▶ What is needed: Nothing but the lines from the one containing "let mut raw = [0u8; 4];" through the end of the data below may appear in the response, each one exact.

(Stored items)
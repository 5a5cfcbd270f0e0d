//! Little-endian field access for firmware-shared structures
//!
//! Callers validate bounds once at parse time; these helpers index directly
//! and panic on a range the caller failed to check.

pub fn read_u16(bytes: &[u8], offset: usize) -> u16 {
    let mut raw = [0u8; 2];
    raw.copy_from_slice(&bytes[offset..offset + 2]);
    u16::from_le_bytes(raw)
}

pub fn read_u32(bytes: &[u8], offset: usize) -> u32 {
    let mut raw = [0u8; 4];
    raw.copy_from_slice(&bytes[offset..offset + 4]);
    u32::from_le_bytes(raw)
}

pub fn read_u64(bytes: &[u8], offset: usize) -> u64 {
    let mut raw = [0u8; 8];
    raw.copy_from_slice(&bytes[offset..offset + 8]);
    u64::from_le_bytes(raw)
}

pub fn write_u16(bytes: &mut [u8], offset: usize, value: u16) {
    bytes[offset..offset + 2].copy_from_slice(&value.to_le_bytes());
}

pub fn write_u32(bytes: &mut [u8], offset: usize, value: u32) {
    bytes[offset..offset + 4].copy_from_slice(&value.to_le_bytes());
}

pub fn write_u64(bytes: &mut [u8], offset: usize, value: u64) {
    bytes[offset..offset + 8].copy_from_slice(&value.to_le_bytes());
}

▶ Task output:
    let mut raw = [0u8; 4];
    raw.copy_from_slice(&bytes[offset..offset + 4]);
    u32::from_le_bytes(raw)
}

pub fn read_u64(bytes: &[u8], offset: usize) -> u64 {
    let mut raw = [0u8; 8];
    raw.copy_from_slice(&bytes[offset..offset + 8]);
    u64::from_le_bytes(raw)
}

pub fn write_u16(bytes: &mut [u8], offset: usize, value: u16) {
    bytes[offset..offset + 2].copy_from_slice(&value.to_le_bytes());
}

pub fn write_u32(bytes: &mut [u8], offset: usize, value: u32) {
    bytes[offset..offset + 4].copy_from_slice(&value.to_le_bytes());
}

pub fn write_u64(bytes: &mut [u8], offset: usize, value: u64) {
    bytes[offset..offset + 8].copy_from_slice(&value.to_le_bytes());
}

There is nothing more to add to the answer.